→ Problem: Of all the lines below, output only those starting at the one with "to the piece" and ending at the one with "at idx - 1.", both ends included, exactly as written.

------ Data to process ------

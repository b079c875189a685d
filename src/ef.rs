//! Elias-Fano encoding of monotone `u64` sequences.
//!
//! Thin wrapper over the `cseq` Elias-Fano `Sequence`, providing O(1) random
//! access and a successor-based `locate_with_end` used to map a pool offset
//! to the piece that contains it. Space is roughly `2 + log(U/N)` bits per
//! element.

use std::io;

use ph::GetSize;

type Sequence = cseq::elias_fano::Sequence;

/// An immutable monotone sequence of `u64` values in Elias-Fano encoding.
pub struct EliasFano {
    ef: Sequence,
}

impl EliasFano {
    /// Build from a non-decreasing slice of values.
    pub fn from_slice(values: &[u64]) -> Self {
        Self {
            ef: Sequence::with_items_from_slice(values),
        }
    }

    /// Value at index `i`. Caller must ensure `i < self.len()`.
    #[inline]
    pub fn access(&self, i: usize) -> u64 {
        debug_assert!(i < self.ef.len());
        // SAFETY: bounds asserted above
        unsafe { self.ef.get_unchecked(i) }
    }

    /// Find the interval containing `pos`: returns `(i, begin, end)` such
    /// that `values[i] <= pos < values[i + 1]`, with `begin = values[i]` and
    /// `end = values[i + 1]`. `None` when `pos` is past the last value.
    ///
    /// One successor query plus a cheap cursor step, rather than two
    /// independent accesses.
    #[inline]
    pub fn locate_with_end(&self, pos: u64) -> Option<(u64, u64, u64)> {
        let n = self.ef.len();
        if n < 2 {
            return None;
        }

        // Cursor on the first element >= pos; past-the-end when none exists.
        let mut cursor = self.ef.geq_cursor(pos);
        if cursor.is_end() {
            return None;
        }

        // SAFETY: cursor is not past-the-end
        let val = unsafe { cursor.value_unchecked() };
        let idx = cursor.index();

        if val == pos {
            // Exact boundary hit: the interval starting at pos.
            if idx + 1 < n {
                cursor.advance();
                let end = unsafe { cursor.value_unchecked() };
                Some((idx as u64, val, end))
            } else {
                None
            }
        } else {
            // val > pos: pos lies in the interval starting at idx - 1.
            debug_assert!(idx > 0);
            cursor.advance_back();
            let begin = unsafe { cursor.value_unchecked() };
            Some(((idx - 1) as u64, begin, val))
        }
    }

    /// Number of stored values.
    #[inline]
    pub fn len(&self) -> usize {
        self.ef.len()
    }

    /// Whether the sequence is empty.
    #[inline]
    pub fn is_empty(&self) -> bool {
        self.ef.is_empty()
    }

    /// Total bytes used, including selection structures.
    #[inline]
    pub fn size_bytes(&self) -> usize {
        self.ef.size_bytes()
    }

    /// Serialize in cseq's self-describing binary format.
    pub fn write_to(&self, writer: &mut dyn io::Write) -> io::Result<()> {
        self.ef.write(writer)
    }

    /// Deserialize from cseq's binary format.
    pub fn read_from(reader: &mut dyn io::Read) -> io::Result<Self> {
        Ok(Self {
            ef: Sequence::read(reader)?,
        })
    }
}

impl std::fmt::Debug for EliasFano {
    fn fmt(&self, f: &mut std::fmt::Formatter<'_>) -> std::fmt::Result {
        f.debug_struct("EliasFano").field("len", &self.ef.len()).finish()
    }
}

#[cfg(test)]
mod tests {
    use super::*;

    #[test]
    fn access_roundtrip() {
        let values = vec![0u64, 7, 7, 30, 100, 101];
        let ef = EliasFano::from_slice(&values);
        assert_eq!(ef.len(), values.len());
        for (i, &v) in values.iter().enumerate() {
            assert_eq!(ef.access(i), v);
        }
    }

    #[test]
    fn locate_with_end_against_reference() {
        let values = vec![0u64, 9, 21, 22, 60, 200];
        let ef = EliasFano::from_slice(&values);
        let universe = *values.last().unwrap();
        for pos in 0..=universe + 1 {
            let expected = (0..values.len() - 1)
                .find(|&i| values[i] <= pos && pos < values[i + 1])
                .map(|i| (i as u64, values[i], values[i + 1]));
            assert_eq!(ef.locate_with_end(pos), expected, "pos = {pos}");
        }
    }

    #[test]
    fn serialization_roundtrip() {
        let values = vec![0u64, 12, 12, 40, 1000];
        let ef = EliasFano::from_slice(&values);
        let mut buf = Vec::new();
        ef.write_to(&mut buf).unwrap();
        let ef2 = EliasFano::read_from(&mut &buf[..]).unwrap();
        assert_eq!(ef2.len(), values.len());
        for (i, &v) in values.iter().enumerate() {
            assert_eq!(ef2.access(i), v);
        }
        assert_eq!(ef2.locate_with_end(13), Some((2, 12, 40)));
    }
}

------

→ Result of the task:
//! to the piece that contains it. Space is roughly `2 + log(U/N)` bits per
//! element.

use std::io;

use ph::GetSize;

type Sequence = cseq::elias_fano::Sequence;

/// An immutable monotone sequence of `u64` values in Elias-Fano encoding.
pub struct EliasFano {
    ef: Sequence,
}

impl EliasFano {
    /// Build from a non-decreasing slice of values.
    pub fn from_slice(values: &[u64]) -> Self {
        Self {
            ef: Sequence::with_items_from_slice(values),
        }
    }

    /// Value at index `i`. Caller must ensure `i < self.len()`.
    #[inline]
    pub fn access(&self, i: usize) -> u64 {
        debug_assert!(i < self.ef.len());
        // SAFETY: bounds asserted above
        unsafe { self.ef.get_unchecked(i) }
    }

    /// Find the interval containing `pos`: returns `(i, begin, end)` such
    /// that `values[i] <= pos < values[i + 1]`, with `begin = values[i]` and
    /// `end = values[i + 1]`. `None` when `pos` is past the last value.
    ///
    /// One successor query plus a cheap cursor step, rather than two
    /// independent accesses.
    #[inline]
    pub fn locate_with_end(&self, pos: u64) -> Option<(u64, u64, u64)> {
        let n = self.ef.len();
        if n < 2 {
            return None;
        }

        // Cursor on the first element >= pos; past-the-end when none exists.
        let mut cursor = self.ef.geq_cursor(pos);
        if cursor.is_end() {
            return None;
        }

        // SAFETY: cursor is not past-the-end
        let val = unsafe { cursor.value_unchecked() };
        let idx = cursor.index();

        if val == pos {
            // Exact boundary hit: the interval starting at pos.
            if idx + 1 < n {
                cursor.advance();
                let end = unsafe { cursor.value_unchecked() };
                Some((idx as u64, val, end))
            } else {
                None
            }
        } else {
            // val > pos: pos lies in the interval starting at idx - 1.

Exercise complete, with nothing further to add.